#### Problem
Go to the line in the entries below that holds "use rust_decimal::Decimal;" and repeat exactly from there through the line that holds "Every value has", inclusive.

Records contained in a dataset:
********************
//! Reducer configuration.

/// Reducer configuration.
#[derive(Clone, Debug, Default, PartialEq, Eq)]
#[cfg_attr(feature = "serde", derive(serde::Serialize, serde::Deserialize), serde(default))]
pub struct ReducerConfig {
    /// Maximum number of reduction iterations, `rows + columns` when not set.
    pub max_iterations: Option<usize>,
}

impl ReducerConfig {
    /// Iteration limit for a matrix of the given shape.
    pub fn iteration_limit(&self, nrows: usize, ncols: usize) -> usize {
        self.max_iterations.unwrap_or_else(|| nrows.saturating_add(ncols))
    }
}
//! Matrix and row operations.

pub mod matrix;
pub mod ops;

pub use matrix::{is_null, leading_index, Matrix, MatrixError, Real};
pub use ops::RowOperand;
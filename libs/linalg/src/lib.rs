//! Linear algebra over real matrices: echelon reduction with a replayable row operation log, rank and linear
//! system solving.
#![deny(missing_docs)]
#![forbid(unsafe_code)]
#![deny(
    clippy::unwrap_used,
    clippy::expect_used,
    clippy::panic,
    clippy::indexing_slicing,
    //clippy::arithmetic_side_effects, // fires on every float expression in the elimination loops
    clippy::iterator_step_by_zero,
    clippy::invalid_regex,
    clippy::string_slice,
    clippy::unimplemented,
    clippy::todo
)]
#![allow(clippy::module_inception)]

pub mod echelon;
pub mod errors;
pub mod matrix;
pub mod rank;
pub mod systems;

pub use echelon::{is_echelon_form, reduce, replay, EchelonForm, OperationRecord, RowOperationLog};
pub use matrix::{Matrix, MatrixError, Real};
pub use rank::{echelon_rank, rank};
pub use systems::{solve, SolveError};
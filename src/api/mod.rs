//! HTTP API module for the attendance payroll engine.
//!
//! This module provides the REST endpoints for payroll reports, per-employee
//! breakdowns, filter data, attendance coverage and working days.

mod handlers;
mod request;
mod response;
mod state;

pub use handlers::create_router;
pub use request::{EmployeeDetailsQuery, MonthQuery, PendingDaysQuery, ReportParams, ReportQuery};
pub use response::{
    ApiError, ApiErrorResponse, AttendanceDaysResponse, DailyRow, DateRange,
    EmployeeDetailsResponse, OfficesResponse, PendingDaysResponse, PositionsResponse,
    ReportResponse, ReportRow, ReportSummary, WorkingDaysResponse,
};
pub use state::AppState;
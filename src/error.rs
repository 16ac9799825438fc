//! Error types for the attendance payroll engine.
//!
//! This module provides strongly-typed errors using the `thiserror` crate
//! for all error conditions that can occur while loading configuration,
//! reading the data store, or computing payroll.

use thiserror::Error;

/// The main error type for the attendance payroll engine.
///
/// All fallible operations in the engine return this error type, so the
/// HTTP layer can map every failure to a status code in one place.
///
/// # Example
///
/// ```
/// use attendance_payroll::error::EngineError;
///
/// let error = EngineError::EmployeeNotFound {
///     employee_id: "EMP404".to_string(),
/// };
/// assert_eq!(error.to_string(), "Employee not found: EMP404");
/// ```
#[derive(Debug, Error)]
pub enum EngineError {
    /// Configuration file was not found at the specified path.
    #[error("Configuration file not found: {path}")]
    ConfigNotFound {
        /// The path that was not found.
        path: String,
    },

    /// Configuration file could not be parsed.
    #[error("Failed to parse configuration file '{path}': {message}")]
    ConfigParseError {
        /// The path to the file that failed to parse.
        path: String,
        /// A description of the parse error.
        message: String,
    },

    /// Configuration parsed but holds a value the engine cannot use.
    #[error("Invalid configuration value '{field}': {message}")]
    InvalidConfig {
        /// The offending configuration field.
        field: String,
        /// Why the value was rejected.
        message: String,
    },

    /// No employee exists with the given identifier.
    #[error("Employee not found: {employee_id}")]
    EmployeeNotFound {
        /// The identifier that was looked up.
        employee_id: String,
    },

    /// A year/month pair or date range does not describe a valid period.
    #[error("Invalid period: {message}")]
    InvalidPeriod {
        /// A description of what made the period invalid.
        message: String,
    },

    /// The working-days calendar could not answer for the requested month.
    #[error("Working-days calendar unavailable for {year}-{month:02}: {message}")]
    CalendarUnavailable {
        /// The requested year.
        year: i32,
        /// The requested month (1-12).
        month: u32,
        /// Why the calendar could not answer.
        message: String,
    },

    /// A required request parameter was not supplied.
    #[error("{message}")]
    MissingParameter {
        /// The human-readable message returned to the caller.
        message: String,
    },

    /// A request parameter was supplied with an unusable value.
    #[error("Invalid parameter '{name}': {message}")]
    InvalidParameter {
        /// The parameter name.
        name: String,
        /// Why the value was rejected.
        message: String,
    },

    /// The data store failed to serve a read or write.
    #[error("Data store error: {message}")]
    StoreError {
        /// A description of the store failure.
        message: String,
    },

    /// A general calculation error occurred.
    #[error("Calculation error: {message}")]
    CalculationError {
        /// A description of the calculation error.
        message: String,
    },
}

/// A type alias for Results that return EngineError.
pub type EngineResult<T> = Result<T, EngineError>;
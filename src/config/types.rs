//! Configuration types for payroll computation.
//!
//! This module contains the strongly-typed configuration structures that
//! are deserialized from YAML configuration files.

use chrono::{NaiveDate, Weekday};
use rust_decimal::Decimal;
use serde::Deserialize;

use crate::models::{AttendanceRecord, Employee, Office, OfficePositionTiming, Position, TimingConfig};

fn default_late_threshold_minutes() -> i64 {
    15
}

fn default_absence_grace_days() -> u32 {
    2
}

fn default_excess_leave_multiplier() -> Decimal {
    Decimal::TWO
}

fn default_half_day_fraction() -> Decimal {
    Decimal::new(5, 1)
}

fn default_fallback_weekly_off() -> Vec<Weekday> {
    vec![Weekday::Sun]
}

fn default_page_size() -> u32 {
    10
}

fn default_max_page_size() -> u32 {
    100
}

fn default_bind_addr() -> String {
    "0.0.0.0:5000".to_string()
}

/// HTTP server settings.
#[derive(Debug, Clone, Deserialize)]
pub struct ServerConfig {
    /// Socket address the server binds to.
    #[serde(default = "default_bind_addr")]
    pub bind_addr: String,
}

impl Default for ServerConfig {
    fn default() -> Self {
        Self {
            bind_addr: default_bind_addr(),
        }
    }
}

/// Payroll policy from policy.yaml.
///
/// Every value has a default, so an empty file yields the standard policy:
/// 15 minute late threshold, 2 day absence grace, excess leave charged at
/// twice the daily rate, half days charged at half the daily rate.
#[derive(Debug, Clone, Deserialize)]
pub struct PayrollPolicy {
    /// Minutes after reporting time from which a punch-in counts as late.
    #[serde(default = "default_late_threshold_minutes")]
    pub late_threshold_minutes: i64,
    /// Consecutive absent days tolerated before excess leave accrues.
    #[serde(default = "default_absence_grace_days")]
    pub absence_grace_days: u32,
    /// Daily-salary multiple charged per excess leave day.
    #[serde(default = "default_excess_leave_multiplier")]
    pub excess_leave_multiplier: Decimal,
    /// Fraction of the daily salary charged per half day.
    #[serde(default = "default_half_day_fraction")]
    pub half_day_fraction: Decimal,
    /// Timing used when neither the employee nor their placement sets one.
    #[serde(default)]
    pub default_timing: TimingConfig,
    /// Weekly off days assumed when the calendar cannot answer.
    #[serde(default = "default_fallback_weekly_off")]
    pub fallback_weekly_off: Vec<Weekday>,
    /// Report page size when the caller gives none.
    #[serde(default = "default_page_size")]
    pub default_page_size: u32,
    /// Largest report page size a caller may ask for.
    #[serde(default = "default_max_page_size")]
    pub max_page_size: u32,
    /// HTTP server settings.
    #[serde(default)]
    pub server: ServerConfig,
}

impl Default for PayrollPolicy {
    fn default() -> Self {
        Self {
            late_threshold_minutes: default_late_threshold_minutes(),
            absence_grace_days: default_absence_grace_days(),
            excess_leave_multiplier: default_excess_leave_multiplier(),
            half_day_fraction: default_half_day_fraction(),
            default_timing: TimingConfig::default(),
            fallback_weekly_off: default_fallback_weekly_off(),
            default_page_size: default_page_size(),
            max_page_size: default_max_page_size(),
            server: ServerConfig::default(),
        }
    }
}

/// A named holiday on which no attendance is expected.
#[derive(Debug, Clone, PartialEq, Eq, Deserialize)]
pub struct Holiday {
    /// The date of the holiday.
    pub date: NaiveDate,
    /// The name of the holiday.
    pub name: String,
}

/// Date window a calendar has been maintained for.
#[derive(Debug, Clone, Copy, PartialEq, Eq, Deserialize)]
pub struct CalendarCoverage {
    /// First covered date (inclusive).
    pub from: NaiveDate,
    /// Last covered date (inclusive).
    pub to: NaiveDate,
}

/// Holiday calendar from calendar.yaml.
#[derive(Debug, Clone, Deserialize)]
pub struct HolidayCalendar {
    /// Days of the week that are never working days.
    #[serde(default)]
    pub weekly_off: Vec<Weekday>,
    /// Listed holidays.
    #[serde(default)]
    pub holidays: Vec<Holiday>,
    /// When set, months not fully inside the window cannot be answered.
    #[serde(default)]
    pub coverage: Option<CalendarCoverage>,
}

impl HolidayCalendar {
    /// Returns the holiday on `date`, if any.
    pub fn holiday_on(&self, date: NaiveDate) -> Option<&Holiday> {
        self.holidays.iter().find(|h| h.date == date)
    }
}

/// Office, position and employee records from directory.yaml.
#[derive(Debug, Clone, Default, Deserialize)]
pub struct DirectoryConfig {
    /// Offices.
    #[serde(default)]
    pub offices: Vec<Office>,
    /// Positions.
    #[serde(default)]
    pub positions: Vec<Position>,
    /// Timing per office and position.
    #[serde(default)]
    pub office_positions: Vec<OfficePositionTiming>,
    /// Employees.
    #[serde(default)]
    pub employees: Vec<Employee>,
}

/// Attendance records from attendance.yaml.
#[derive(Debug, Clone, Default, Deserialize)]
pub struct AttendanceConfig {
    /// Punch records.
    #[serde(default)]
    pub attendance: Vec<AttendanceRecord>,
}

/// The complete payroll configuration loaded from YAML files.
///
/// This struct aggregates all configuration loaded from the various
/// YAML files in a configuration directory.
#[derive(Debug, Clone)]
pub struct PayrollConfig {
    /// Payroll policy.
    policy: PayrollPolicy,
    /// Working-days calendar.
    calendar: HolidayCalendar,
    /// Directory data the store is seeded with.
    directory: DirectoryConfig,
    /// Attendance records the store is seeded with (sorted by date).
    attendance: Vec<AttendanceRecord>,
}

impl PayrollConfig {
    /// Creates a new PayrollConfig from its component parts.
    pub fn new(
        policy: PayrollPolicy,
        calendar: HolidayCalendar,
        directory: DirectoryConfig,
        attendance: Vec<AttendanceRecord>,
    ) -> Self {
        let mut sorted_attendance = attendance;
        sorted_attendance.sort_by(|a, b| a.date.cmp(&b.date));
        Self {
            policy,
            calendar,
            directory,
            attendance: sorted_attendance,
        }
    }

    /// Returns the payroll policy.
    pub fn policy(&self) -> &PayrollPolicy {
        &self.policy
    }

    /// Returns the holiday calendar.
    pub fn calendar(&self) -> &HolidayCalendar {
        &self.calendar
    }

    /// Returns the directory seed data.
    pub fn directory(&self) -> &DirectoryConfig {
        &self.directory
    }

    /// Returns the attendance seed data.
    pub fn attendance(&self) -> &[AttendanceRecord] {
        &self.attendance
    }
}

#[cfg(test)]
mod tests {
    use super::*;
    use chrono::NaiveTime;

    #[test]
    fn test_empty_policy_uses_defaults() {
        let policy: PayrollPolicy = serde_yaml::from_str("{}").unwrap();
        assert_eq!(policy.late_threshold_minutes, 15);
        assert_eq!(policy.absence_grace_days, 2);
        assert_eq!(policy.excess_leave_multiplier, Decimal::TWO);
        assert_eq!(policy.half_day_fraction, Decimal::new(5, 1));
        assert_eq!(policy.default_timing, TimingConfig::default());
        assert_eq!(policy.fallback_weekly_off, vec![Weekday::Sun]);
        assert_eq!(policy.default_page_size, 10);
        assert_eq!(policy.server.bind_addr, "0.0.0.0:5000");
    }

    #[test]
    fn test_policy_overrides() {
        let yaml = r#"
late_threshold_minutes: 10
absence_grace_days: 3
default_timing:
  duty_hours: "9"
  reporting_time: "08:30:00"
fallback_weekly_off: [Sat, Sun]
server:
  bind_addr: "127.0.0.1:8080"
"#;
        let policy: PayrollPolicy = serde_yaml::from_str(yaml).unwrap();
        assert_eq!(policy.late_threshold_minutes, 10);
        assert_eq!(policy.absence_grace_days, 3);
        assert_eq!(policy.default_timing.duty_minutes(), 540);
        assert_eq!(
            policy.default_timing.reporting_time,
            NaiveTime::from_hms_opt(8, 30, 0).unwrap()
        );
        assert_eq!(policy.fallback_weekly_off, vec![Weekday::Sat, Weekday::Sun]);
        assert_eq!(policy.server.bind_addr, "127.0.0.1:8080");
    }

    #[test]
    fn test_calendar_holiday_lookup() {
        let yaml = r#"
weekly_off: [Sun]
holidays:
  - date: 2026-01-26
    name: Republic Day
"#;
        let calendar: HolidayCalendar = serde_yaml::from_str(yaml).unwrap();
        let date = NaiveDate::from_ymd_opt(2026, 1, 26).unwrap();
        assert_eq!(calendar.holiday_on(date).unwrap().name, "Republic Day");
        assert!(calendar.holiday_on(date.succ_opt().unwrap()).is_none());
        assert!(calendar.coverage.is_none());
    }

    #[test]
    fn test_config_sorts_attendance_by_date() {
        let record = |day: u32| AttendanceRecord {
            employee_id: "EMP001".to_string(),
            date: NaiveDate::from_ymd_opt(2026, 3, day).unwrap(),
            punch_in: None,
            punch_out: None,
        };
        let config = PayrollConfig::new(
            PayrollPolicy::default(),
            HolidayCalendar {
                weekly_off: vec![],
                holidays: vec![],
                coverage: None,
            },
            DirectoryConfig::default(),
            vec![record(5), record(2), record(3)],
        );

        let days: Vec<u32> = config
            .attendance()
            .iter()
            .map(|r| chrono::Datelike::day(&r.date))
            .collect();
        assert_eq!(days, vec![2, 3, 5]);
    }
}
********************
#### Answer to this exercise
use rust_decimal::Decimal;
use serde::Deserialize;

use crate::models::{AttendanceRecord, Employee, Office, OfficePositionTiming, Position, TimingConfig};

fn default_late_threshold_minutes() -> i64 {
    15
}

fn default_absence_grace_days() -> u32 {
    2
}

fn default_excess_leave_multiplier() -> Decimal {
    Decimal::TWO
}

fn default_half_day_fraction() -> Decimal {
    Decimal::new(5, 1)
}

fn default_fallback_weekly_off() -> Vec<Weekday> {
    vec![Weekday::Sun]
}

fn default_page_size() -> u32 {
    10
}

fn default_max_page_size() -> u32 {
    100
}

fn default_bind_addr() -> String {
    "0.0.0.0:5000".to_string()
}

/// HTTP server settings.
#[derive(Debug, Clone, Deserialize)]
pub struct ServerConfig {
    /// Socket address the server binds to.
    #[serde(default = "default_bind_addr")]
    pub bind_addr: String,
}

impl Default for ServerConfig {
    fn default() -> Self {
        Self {
            bind_addr: default_bind_addr(),
        }
    }
}

/// Payroll policy from policy.yaml.
///
/// Every value has a default, so an empty file yields the standard policy:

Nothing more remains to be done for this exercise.